Outside Your Comfort

As part of the development, you need some stretch goals.  In running, I plan for a run or a race that is more than I’ve ever done or a faster time than I’ve ever done or a more challenging course.  There are many ways to vary the effort to make the stretch goal something that will make you reach further than you think you can.

In writing, your comfort zone might be more than just trying a new genre.  It might be having a different peer review.  Don’t give your work to friends and other supportive writers all the time.  Find someone who you respect but have had little interface with and ask them to review.  Develop that thick skin that will breed confidence in your prose or poetry.  Put yourself out there and welcome the feedback.  Post a sample to your blog and invite people to tear it apart, but be sure to ask them why they don’t like it or where it fell short.  You want constructive feedback.  Ignore the pissants.

Forward Motion

I want to encourage you to keep moving forward.  Another virtual friend of mine (Marissa) has been challenging herself for fitness and improving her self perception.  It has been an up and down roller coaster to witness, but the one thing I see her doing is moving forward.  Any step backward is followed by a couple of steps forward. She makes mistakes, but who doesn’t.

Just as in running, there will be setbacks.  Early in my transition I went out and ran a lot more than I should have.  For two weeks I had massive pain in my calves and it set my transition back about a month or so.  That said, I had capped any individual run at about 10 miles the last few months and was still nursing some achilles tendon sensitivity when I signed up for a Half Marathon.  I ran that last weekend and pushed past the limit I had set.  At home after the race with lots of leg pain I wondered if I was back in the same boat.  But, two days later I had no pain, did several runs, including a 9 miler yesterday, and have reached a new level of readiness in how I feel.

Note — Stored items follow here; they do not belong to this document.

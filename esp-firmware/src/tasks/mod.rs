// Task-Modul: Enthält alle Embassy Tasks der drei Demos
//
// wifi_led:   access_point_task, net_task, dhcp_server_task, http_server_task, mdns_responder_task
// ledc_color: color_cycle_task
// spi_matrix: matrix_scan_task

pub mod color_cycle;
pub mod dhcp;
pub mod http;
pub mod matrix_scan;
pub mod mdns;
pub mod wifi;

// Re-export Tasks für einfachen Import
pub use color_cycle::{color_cycle_logic, color_cycle_task};
pub use dhcp::dhcp_server_task;
pub use http::http_server_task;
pub use matrix_scan::{matrix_scan_logic, matrix_scan_task};
pub use mdns::mdns_responder_task;
pub use wifi::{access_point_task, net_task};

There are times when you have to say, “fuck it”, and go past the limit.  You need the base before you do, but when you have the base, don’t hold yourself back.

Rest

I closing, I want you to recognize that rest is as important as effort.  Yep, the key to development is to find the right space to rest.  In running, it is pretty common to have a rest day where you do much lighter workouts or a different type of exercise to let you leg muscles recover after a hard effort.

In writing, take some time away from the keyboard (or paper) and spend a day reading, but think like an editor.  What would you do differently?  How would you improve the plot or characters?  What has the author done well and why did it work?  You can also watch a movie and think like a screenplay editor, always keeping a critical eye on how to make the work better.  Believe me, it will improve your work.

So there you have it.  I have had the pleasure and good fortune of virtually hooking up with a lot of authors in a forum that I love.  Some are newbie and some very successful.  What I have found is that the ones who keep moving forward are the ones who challenge themselves in lots of different ways.  They build a discipline around that challenge and then work toward the goal.

Don’t stop writing, but don’t just write.

I’d love to hear your thoughts on this.  Please, post those comments.  It is all part of that feedback loop!